UniqueField is a shortcut for Field(indexed=True, unique=True). It adds a per-value uniqueness constraint on top of the secondary index.

from popoto import Model, AutoKeyField, UniqueField, Field

class User(Model):
    user_id = AutoKeyField()
    email = UniqueField(type=str)
    name = Field(type=str)

user1 = User.create(email="alice@example.com", name="Alice")

# Attempting a duplicate email raises ModelException
try:
    user2 = User.create(email="alice@example.com", name="Not Alice")
except Exception as e:
    print(e)
    # => Uniqueness violation on User.email: value 'alice@example.com' is already taken

Constraints

  • UniqueField cannot be null (null=False is enforced)
  • Setting unique=False raises ModelException
  • Setting null=True raises ModelException

Uniqueness Trade-offs

The uniqueness check reads the index Set before writing. Under concurrent writes, two processes could both read an empty Set and both proceed to write, resulting in a duplicate. This is the same best-effort trade-off as UniqueKeyField.

For applications requiring strict uniqueness guarantees under high concurrency, implement application-level locking or use Redis transactions.

How It Works

Index Key Pattern

Indexed fields maintain Redis Sets following this pattern:

$IdxF:ModelName:field_name:value -> Set of redis_keys

For example, a User model with status = IndexedField(type=str):

$IdxF:User:status:active    -> {User:abc123, User:def456}
$IdxF:User:status:inactive  -> {User:ghi789}

This mirrors the $KeyF pattern used by KeyField but uses the $IdxF prefix.

Save Behavior

When a model instance is saved:

  1. If the indexed value changed, the old Set entry is removed
  2. If unique=True, the target Set is checked for existing members
  3. The instance's Redis key is added to the Set for the current value

All operations are pipelined with the main model save for zero extra round-trips.

Delete Behavior

When a model instance is deleted, the instance's Redis key is removed from the index Set.

Comparison Table

Feature Field IndexedField UniqueField KeyField UniqueKeyField
Part of Redis key No No No Yes Yes
Queryable via filter() No Yes Yes Yes Yes
Exact match No Yes Yes Yes Yes
__in lookup No Yes Yes Yes Yes
__startswith / __endswith No Yes Yes Yes Yes
__isnull lookup No Yes Yes Yes Yes
__contains lookup No No No Yes No
Uniqueness enforced No No Yes No Yes
Can be null Yes Yes No Yes No

Immutable Keys and Key Migration

KeyField values are immutable by default after the initial save. Changing a KeyField value and calling save() raises KeyMutationError:

from popoto import KeyMutationError

instance = MyModel.query.get(name="old_name")
instance.name = "new_name"

try:
    instance.save()
except KeyMutationError as e:
    print(e)
    # => KeyField 'name' changed from 'old_name' to 'new_name'. Use save(migrate_key=True).

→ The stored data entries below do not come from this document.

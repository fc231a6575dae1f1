//! Article-to-SKU resolution (SPEC_FULL.md §4.4 "SKU resolution").

use std::collections::HashMap;

use crate::domain::Item;
use crate::error::{Error, Result};
use crate::ports::{Credentials, MarketplaceClient};

/// Resolve every item's SKU in place. Articles that already parse as a
/// positive integer are used directly; the rest are resolved through the
/// marketplace in batches of `batch_size`. Any article the marketplace can't
/// resolve is a fatal input error - no draft is created for a task with
/// unresolved SKUs.
pub async fn resolve_items(
    client: &dyn MarketplaceClient,
    credentials: &Credentials,
    items: &mut [Item],
    batch_size: usize,
) -> Result<()> {
    let mut to_resolve: Vec<String> = Vec::new();
    for item in items.iter_mut() {
        if let Ok(sku) = item.article.parse::<u64>() {
            if sku > 0 {
                item.sku = Some(sku);
                continue;
            }
        }
        if !item.sku.is_some_and(|sku| sku > 0) {
            to_resolve.push(item.article.clone());
        }
    }
    to_resolve.sort_unstable();
    to_resolve.dedup();

    if to_resolve.is_empty() {
        return Ok(());
    }

    let mut resolved: HashMap<String, u64> = HashMap::new();
    for batch in to_resolve.chunks(batch_size.max(1)) {
        let results = client.resolve_offers_to_skus(credentials, batch).await?;
        for result in results {
            if let Some(sku) = result.sku {
                resolved.insert(result.article, sku);
            }
        }
    }

    for item in items.iter_mut() {
        if item.sku.is_some_and(|sku| sku > 0) {
            continue;
        }
        match resolved.get(&item.article) {
            Some(&sku) => item.sku = Some(sku),
            None => {
                return Err(Error::Input(format!(
                    "article {:?} could not be resolved to a sku",
                    item.article
                )))
            }
        }
    }

    Ok(())
}

#[cfg(test)]
mod tests {
    use super::*;
    use crate::testkit::ScriptedMarketplaceClient;
    use crate::ports::SkuResolution;

    fn credentials() -> Credentials {
        Credentials {
            client_id: "c1".to_string(),
            api_key: "k1".to_string(),
        }
    }

    #[tokio::test]
    async fn numeric_article_is_used_directly() {
        let client = ScriptedMarketplaceClient::new();
        let mut items = vec![Item::new("123", None, 1).unwrap()];
        resolve_items(&client, &credentials(), &mut items, 100).await.unwrap();
        assert_eq!(items[0].sku, Some(123));
    }

    #[tokio::test]
    async fn non_numeric_article_is_resolved_through_the_marketplace() {
        let client = ScriptedMarketplaceClient::new();
        client.push_sku_resolution(vec![SkuResolution {
            article: "widget-a".to_string(),
            sku: Some(555),
        }]);
        let mut items = vec![Item::new("widget-a", None, 1).unwrap()];
        resolve_items(&client, &credentials(), &mut items, 100).await.unwrap();
        assert_eq!(items[0].sku, Some(555));
    }

    #[tokio::test]
    async fn zero_sku_is_treated_as_unresolved() {
        let client = ScriptedMarketplaceClient::new();
        client.push_sku_resolution(vec![SkuResolution {
            article: "widget-a".to_string(),
            sku: Some(555),
        }]);
        let mut items = vec![Item {
            article: "widget-a".to_string(),
            sku: Some(0),
            quantity: 1,
        }];
        resolve_items(&client, &credentials(), &mut items, 100).await.unwrap();
        assert_eq!(items[0].sku, Some(555));
    }

    #[tokio::test]
    async fn unresolved_article_is_a_fatal_input_error() {
        let client = ScriptedMarketplaceClient::new();
        client.push_sku_resolution(vec![SkuResolution {
            article: "widget-a".to_string(),
            sku: None,
        }]);
        let mut items = vec![Item::new("widget-a", None, 1).unwrap()];
        let result = resolve_items(&client, &credentials(), &mut items, 100).await;
        assert!(matches!(result, Err(Error::Input(_))));
    }

    #[tokio::test]
    async fn articles_are_batched_by_batch_size() {
        let client = ScriptedMarketplaceClient::new();
        client.push_sku_resolution(vec![SkuResolution {
            article: "a".to_string(),
            sku: Some(1),
        }]);
        client.push_sku_resolution(vec![SkuResolution {
            article: "b".to_string(),
            sku: Some(2),
        }]);
        let mut items = vec![
            Item::new("a", None, 1).unwrap(),
            Item::new("b", None, 1).unwrap(),
        ];
        resolve_items(&client, &credentials(), &mut items, 1).await.unwrap();
        assert_eq!(items[0].sku, Some(1));
        assert_eq!(items[1].sku, Some(2));
    }
}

To intentionally migrate a key, pass migrate_key=True:

instance.name = "new_name"
instance.save(migrate_key=True)  # Succeeds, old key is cleaned up

The migrate_key=True flag handles the full migration: deleting the old Redis hash, removing old index entries (sorted sets, geo sets, unique constraints, indexed fields), and creating the new key with all indexes pointing to it.

Warning

Key migration changes the Redis key (identity) of the instance. Any external references to the old key will break. Use this intentionally, not accidentally.